Beyond New York: CT, DE, PA, AR, NE, and OR Convenience Rule States
New York is not alone. Connecticut, Delaware, Pennsylvania, Arkansas, Nebraska, Oregon, and (for some income) Alabama and New Jersey enforce their own versions of the convenience rule. Learn how each state applies it.
New York dominates the conversation around the convenience of the employer rule, but it is not the only state that enforces one. Seven other states assert some version of the rule, each with its own statutory basis, administrative guidance, and audit posture. For employees who live in one state and work remotely for an employer in another, the rule can produce unexpected tax exposure even when New York is not in the picture. Understanding how each state applies its version of the rule is essential for any cross-border teleworker.
The non-NY convenience rule states
Beyond New York, the states that enforce a convenience rule as of 2025 are Connecticut, Delaware, Pennsylvania, Arkansas, Nebraska, Oregon, Alabama, and New Jersey. The scope of each state's rule differs. Some apply the rule broadly to all W-2 wages of non-resident employees of in-state employers. Others apply it narrowly, either to specific compensation types or only as a retaliatory measure against residents of other convenience-rule states. The substantive necessity test also varies in application, although the basic structure is similar across states.

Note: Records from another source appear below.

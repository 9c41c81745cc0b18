//! HUML value representation.

use std::collections::BTreeMap;
use std::fmt;

use crate::error::EncodeError;

/// A HUML value.
///
/// Dicts are kept in a `BTreeMap`, so iteration is always in key order and a
/// key can appear only once.
#[derive(Clone, PartialEq)]
pub enum Value {
    /// Null value.
    Null,
    /// Boolean value.
    Bool(bool),
    /// 64-bit signed integer.
    Int(i64),
    /// 64-bit floating-point number, including NaN and the infinities.
    Float(f64),
    /// UTF-8 string.
    String(String),
    /// Ordered list of values.
    List(Vec<Value>),
    /// Dict with unique string keys.
    Dict(BTreeMap<String, Value>),
}

impl Value {
    /// Returns `true` if this value is null.
    pub fn is_null(&self) -> bool {
        matches!(self, Value::Null)
    }

    /// Returns the boolean value if this is a `Bool`.
    pub fn as_bool(&self) -> Option<bool> {
        match self {
            Value::Bool(b) => Some(*b),
            _ => None,
        }
    }

    /// Returns the integer if this is an `Int`.
    pub fn as_int(&self) -> Option<i64> {
        match self {
            Value::Int(n) => Some(*n),
            _ => None,
        }
    }

    /// Returns the number as a float. Integers are widened.
    pub fn as_float(&self) -> Option<f64> {
        match self {
            Value::Float(f) => Some(*f),
            Value::Int(n) => Some(*n as f64),
            _ => None,
        }
    }

    /// Returns a reference to the string if this is a `String`.
    pub fn as_str(&self) -> Option<&str> {
        match self {
            Value::String(s) => Some(s),
            _ => None,
        }
    }

    /// Returns the items if this is a `List`.
    pub fn as_list(&self) -> Option<&[Value]> {
        match self {
            Value::List(items) => Some(items),
            _ => None,
        }
    }

    /// Returns a reference to the map if this is a `Dict`.
    pub fn as_dict(&self) -> Option<&BTreeMap<String, Value>> {
        match self {
            Value::Dict(dict) => Some(dict),
            _ => None,
        }
    }

    /// Look up a key in a dict. Returns `None` for other values.
    pub fn get(&self, key: &str) -> Option<&Value> {
        self.as_dict()?.get(key)
    }

    /// Narrow a number to any primitive numeric type.
    ///
    /// Returns `None` for non-numbers and for values the target type cannot
    /// hold. Floats converted to integer types are truncated.
    pub fn to_number<T: num_traits::NumCast>(&self) -> Option<T> {
        match self {
            Value::Int(n) => <T as num_traits::NumCast>::from(*n),
            Value::Float(f) => <T as num_traits::NumCast>::from(*f),
            _ => None,
        }
    }

    /// Build an `Int` from any primitive integer, failing when it does not
    /// fit in 64 signed bits.
    pub fn from_integer<T>(n: T) -> Result<Value, EncodeError>
    where
        T: num_traits::ToPrimitive + fmt::Display,
    {
        n.to_i64()
            .map(Value::Int)
            .ok_or_else(|| EncodeError::IntegerOutOfRange(n.to_string()))
    }

    /// Name of the value's kind.
    pub fn kind_name(&self) -> &'static str {
        match self {
            Value::Null => "null",
            Value::Bool(_) => "bool",
            Value::Int(_) => "int",
            Value::Float(_) => "float",
            Value::String(_) => "string",
            Value::List(_) => "list",
            Value::Dict(_) => "dict",
        }
    }
}

impl fmt::Debug for Value {
    fn fmt(&self, f: &mut fmt::Formatter<'_>) -> fmt::Result {
        match self {
            Value::Null => write!(f, "null"),
            Value::Bool(b) => write!(f, "{}", b),
            Value::Int(n) => write!(f, "{}", n),
            Value::Float(n) => {
                if n.is_nan() {
                    write!(f, "nan")
                } else if n.is_infinite() {
                    if *n > 0.0 {
                        write!(f, "inf")
                    } else {
                        write!(f, "-inf")
                    }
                } else {
                    write!(f, "{:?}", n)
                }
            }
            Value::String(s) => write!(f, "{:?}", s),
            Value::List(items) => f.debug_list().entries(items).finish(),
            Value::Dict(dict) => f.debug_map().entries(dict).finish(),
        }
    }
}

impl Default for Value {
    fn default() -> Self {
        Value::Null
    }
}

impl From<bool> for Value {
    fn from(b: bool) -> Self {
        Value::Bool(b)
    }
}

macro_rules! from_small_int {
    ($($t:ty),*) => {
        $(
            impl From<$t> for Value {
                fn from(n: $t) -> Self {
                    Value::Int(i64::from(n))
                }
            }
        )*
    };
}

from_small_int!(i8, i16, i32, i64, u8, u16, u32);

impl From<f32> for Value {
    fn from(f: f32) -> Self {
        Value::Float(f64::from(f))
    }
}

impl From<f64> for Value {
    fn from(f: f64) -> Self {
        Value::Float(f)
    }
}

impl From<String> for Value {
    fn from(s: String) -> Self {
        Value::String(s)
    }
}

impl From<&str> for Value {
    fn from(s: &str) -> Self {
        Value::String(s.to_string())
    }
}

impl<T: Into<Value>> From<Vec<T>> for Value {
    fn from(items: Vec<T>) -> Self {
        Value::List(items.into_iter().map(Into::into).collect())
    }
}

impl<T: Into<Value>> From<BTreeMap<String, T>> for Value {
    fn from(dict: BTreeMap<String, T>) -> Self {
        Value::Dict(dict.into_iter().map(|(k, v)| (k, v.into())).collect())
    }
}

impl<T: Into<Value>> From<Option<T>> for Value {
    fn from(opt: Option<T>) -> Self {
        opt.map_or(Value::Null, Into::into)
    }
}

#[cfg(test)]
mod tests {
    use super::*;

    #[test]
    fn test_accessors() {
        let v = Value::from(3);
        assert_eq!(v.as_int(), Some(3));
        assert_eq!(v.as_float(), Some(3.0));
        assert_eq!(v.as_str(), None);
        assert_eq!(Value::from("x").as_str(), Some("x"));
        assert_eq!(Value::from(true).as_bool(), Some(true));
        assert!(Value::from(None::<i32>).is_null());
        assert_eq!(Value::default().kind_name(), "null");
    }

    #[test]
    fn test_get() {
        let mut dict = BTreeMap::new();
        dict.insert("a".to_string(), 1);
        let v = Value::from(dict);
        assert_eq!(v.get("a"), Some(&Value::Int(1)));
        assert_eq!(v.get("b"), None);
        assert_eq!(Value::from(vec![1, 2]).get("a"), None);
    }

    #[test]
    fn test_to_number() {
        assert_eq!(Value::Int(300).to_number::<u8>(), None);
        assert_eq!(Value::Int(200).to_number::<u8>(), Some(200));
        assert_eq!(Value::Float(2.5).to_number::<f32>(), Some(2.5));
        assert_eq!(Value::Float(2.9).to_number::<i32>(), Some(2));
        assert_eq!(Value::from("1").to_number::<i32>(), None);
    }

    #[test]
    fn test_from_integer() {
        assert_eq!(Value::from_integer(5u64), Ok(Value::Int(5)));
        assert_eq!(
            Value::from_integer(u64::MAX),
            Err(EncodeError::IntegerOutOfRange(u64::MAX.to_string()))
        );
        assert_eq!(Value::from_integer(i64::MIN as i128), Ok(Value::Int(i64::MIN)));
    }

    #[test]
    fn test_from_primitives() {
        assert_eq!(Value::from(-8i8), Value::Int(-8));
        assert_eq!(Value::from(-16i16), Value::Int(-16));
        assert_eq!(Value::from(-32i32), Value::Int(-32));
        assert_eq!(Value::from(i64::MAX), Value::Int(i64::MAX));
        assert_eq!(Value::from(u8::MAX), Value::Int(255));
        assert_eq!(Value::from(u16::MAX), Value::Int(65535));
        assert_eq!(Value::from(u32::MAX), Value::Int(4294967295));
        assert_eq!(Value::from(0.5f32), Value::Float(0.5));
    }

    #[test]
    fn test_nan_not_equal() {
        assert_ne!(Value::Float(f64::NAN), Value::Float(f64::NAN));
    }

    #[test]
    fn test_debug() {
        let v = Value::from(vec![Value::Float(f64::NEG_INFINITY), Value::Float(1.0)]);
        assert_eq!(format!("{:?}", v), "[-inf, 1.0]");
    }
}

Connecticut: the retaliatory approach
Connecticut enacted its convenience rule in 2018 as a direct response to New York's continued enforcement of the rule against Connecticut residents. Per the Connecticut Department of Revenue Services, Connecticut taxes non-resident employees of Connecticut employers who work remotely only when the employee's home state imposes a similar rule on Connecticut residents. In practice, this means the rule is triggered primarily against residents of New York, generating mirror-image tax exposure for New York residents who telework for Connecticut employers.
The retaliatory design is intentional. Connecticut's stated purpose was to put pressure on New York to repeal or soften its rule by creating reciprocal exposure for New York residents. New York has not repealed its rule, so the Connecticut rule remains in force and applies to New York residents who work for Connecticut employers. Connecticut residents who work for New York employers remain subject to New York's rule, and Connecticut's resident credit mitigates but does not eliminate the resulting cost.
Delaware: long-standing enforcement
Delaware has enforced a convenience rule for many years through the Delaware Division of Revenue. The rule applies to non-resident employees of Delaware employers who perform some or all work outside Delaware. Out-of-state work is treated as Delaware-source income unless the employee can establish employer necessity for the out-of-state work. The rule is particularly impactful for residents of Pennsylvania, Maryland, and New Jersey who commute into Delaware for work and telework from home for part of the year.
Delaware's necessity test is comparable to New York's, although Delaware's audit practice has historically been less aggressive. The Division of Revenue nevertheless asserts the rule in non-resident audits and has issued guidance confirming its continued application post-pandemic. Delaware residents working for employers in neighboring states should similarly evaluate whether the neighboring state applies a convenience rule, since Delaware's resident credit may not fully neutralize the exposure.
Pennsylvania: narrow but real
Pennsylvania applies the convenience rule to non-resident employees of Pennsylvania employers who work remotely for their own convenience. Per the Pennsylvania Department of Revenue, a non-resident who performs work outside Pennsylvania for personal convenience is treated as if the work were performed in Pennsylvania, with the corresponding wages subject to Pennsylvania personal income tax. Pennsylvania's reciprocity agreements with several neighboring states, including Indiana, Maryland, New Jersey, Ohio, Virginia, and West Virginia, modify the wage-withholding picture but do not override the convenience rule for non-resident return filing.
For residents of reciprocity states, the practical effect of the Pennsylvania rule is most acute when the employee works partly in Pennsylvania and partly out of state. The Pennsylvania days are taxed under the reciprocity withholding rules, but the out-of-state days remain Pennsylvania-source income under the convenience rule unless employer necessity is established. Residents of non-reciprocity states face the full weight of the rule regardless of whether they ever set foot in Pennsylvania.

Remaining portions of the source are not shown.